| WORK ORDER |
Write all of the entries out again exactly.

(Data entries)
------------------------------

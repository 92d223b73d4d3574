//! Objective trait and routing-cost metrics.

#[cfg(feature = "serde")]
use serde::{Deserialize, Serialize};

use crate::embedding::Embedding;
use crate::error::ObjectiveError;

/// Scores a candidate embedding. Lower is better.
///
/// Typically backed by a circuit compiler: the circuit is mapped onto the
/// embedding, compiled for the device, and the routing overhead reported.
/// Return [`ObjectiveError::Transient`] when this particular candidate
/// cannot be scored but the search should go on; any
/// [`ObjectiveError::Fatal`] aborts the run.
///
/// Implemented for closures:
///
/// ```
/// use u_embed::{Embedding, ObjectiveError};
/// use u_embed::objective::Objective;
///
/// let mut spread = |e: &Embedding| -> Result<f64, ObjectiveError> {
///     let q = e.physical_qubits();
///     Ok(f64::from(q[q.len() - 1] - q[0]))
/// };
/// let e = Embedding::new(vec![4, 1, 7]).unwrap();
/// assert_eq!(spread.evaluate(&e).unwrap(), 6.0);
/// ```
pub trait Objective {
    /// Computes the cost of `embedding`.
    fn evaluate(&mut self, embedding: &Embedding) -> Result<f64, ObjectiveError>;
}

impl<F> Objective for F
where
    F: FnMut(&Embedding) -> Result<f64, ObjectiveError>,
{
    fn evaluate(&mut self, embedding: &Embedding) -> Result<f64, ObjectiveError> {
        self(embedding)
    }
}

/// Routing figures reported by a compiler for one embedding.
#[derive(Debug, Clone, Copy, Default, PartialEq, Eq)]
#[cfg_attr(feature = "serde", derive(Serialize, Deserialize))]
pub struct RoutingMetrics {
    /// SWAP gates inserted to satisfy connectivity.
    pub swaps: u32,
    /// Depth of the compiled circuit.
    pub depth: u32,
}

impl RoutingMetrics {
    /// Combined cost: swaps plus depth.
    pub fn cost(&self) -> f64 {
        f64::from(self.swaps) + f64::from(self.depth)
    }
}

/// Adapts a compiler callback that reports [`RoutingMetrics`] into an
/// [`Objective`] scoring `swaps + depth`.
pub struct MetricsObjective<F> {
    compile: F,
}

impl<F> MetricsObjective<F>
where
    F: FnMut(&Embedding) -> Result<RoutingMetrics, ObjectiveError>,
{
    /// Wraps `compile`.
    pub fn new(compile: F) -> Self {
        Self { compile }
    }
}

impl<F> Objective for MetricsObjective<F>
where
    F: FnMut(&Embedding) -> Result<RoutingMetrics, ObjectiveError>,
{
    fn evaluate(&mut self, embedding: &Embedding) -> Result<f64, ObjectiveError> {
        (self.compile)(embedding).map(|m| m.cost())
    }
}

------------------------------

| RESULT OF THIS TASK |
repository 92d223b73d4d3574
//! Objective trait and routing-cost metrics.

#[cfg(feature = "serde")]
use serde::{Deserialize, Serialize};

use crate::embedding::Embedding;
use crate::error::ObjectiveError;

/// Scores a candidate embedding. Lower is better.
///
/// Typically backed by a circuit compiler: the circuit is mapped onto the
/// embedding, compiled for the device, and the routing overhead reported.
/// Return [`ObjectiveError::Transient`] when this particular candidate
/// cannot be scored but the search should go on; any
/// [`ObjectiveError::Fatal`] aborts the run.
///
/// Implemented for closures:
///
/// ```
/// use u_embed::{Embedding, ObjectiveError};
/// use u_embed::objective::Objective;
///
/// let mut spread = |e: &Embedding| -> Result<f64, ObjectiveError> {
///     let q = e.physical_qubits();
///     Ok(f64::from(q[q.len() - 1] - q[0]))
/// };
/// let e = Embedding::new(vec![4, 1, 7]).unwrap();
/// assert_eq!(spread.evaluate(&e).unwrap(), 6.0);
/// ```
pub trait Objective {
    /// Computes the cost of `embedding`.
    fn evaluate(&mut self, embedding: &Embedding) -> Result<f64, ObjectiveError>;
}

impl<F> Objective for F
where
    F: FnMut(&Embedding) -> Result<f64, ObjectiveError>,
{
    fn evaluate(&mut self, embedding: &Embedding) -> Result<f64, ObjectiveError> {
        self(embedding)
    }
}

/// Routing figures reported by a compiler for one embedding.
#[derive(Debug, Clone, Copy, Default, PartialEq, Eq)]
#[cfg_attr(feature = "serde", derive(Serialize, Deserialize))]
pub struct RoutingMetrics {
    /// SWAP gates inserted to satisfy connectivity.
    pub swaps: u32,
    /// Depth of the compiled circuit.
    pub depth: u32,
}

impl RoutingMetrics {
    /// Combined cost: swaps plus depth.
    pub fn cost(&self) -> f64 {
        f64::from(self.swaps) + f64::from(self.depth)
    }
}

/// Adapts a compiler callback that reports [`RoutingMetrics`] into an
/// [`Objective`] scoring `swaps + depth`.
pub struct MetricsObjective<F> {
    compile: F,
}

impl<F> MetricsObjective<F>
where
    F: FnMut(&Embedding) -> Result<RoutingMetrics, ObjectiveError>,
{
    /// Wraps `compile`.
    pub fn new(compile: F) -> Self {
        Self { compile }
    }
}

impl<F> Objective for MetricsObjective<F>
where
    F: FnMut(&Embedding) -> Result<RoutingMetrics, ObjectiveError>,
{
    fn evaluate(&mut self, embedding: &Embedding) -> Result<f64, ObjectiveError> {
        (self.compile)(embedding).map(|m| m.cost())
    }
}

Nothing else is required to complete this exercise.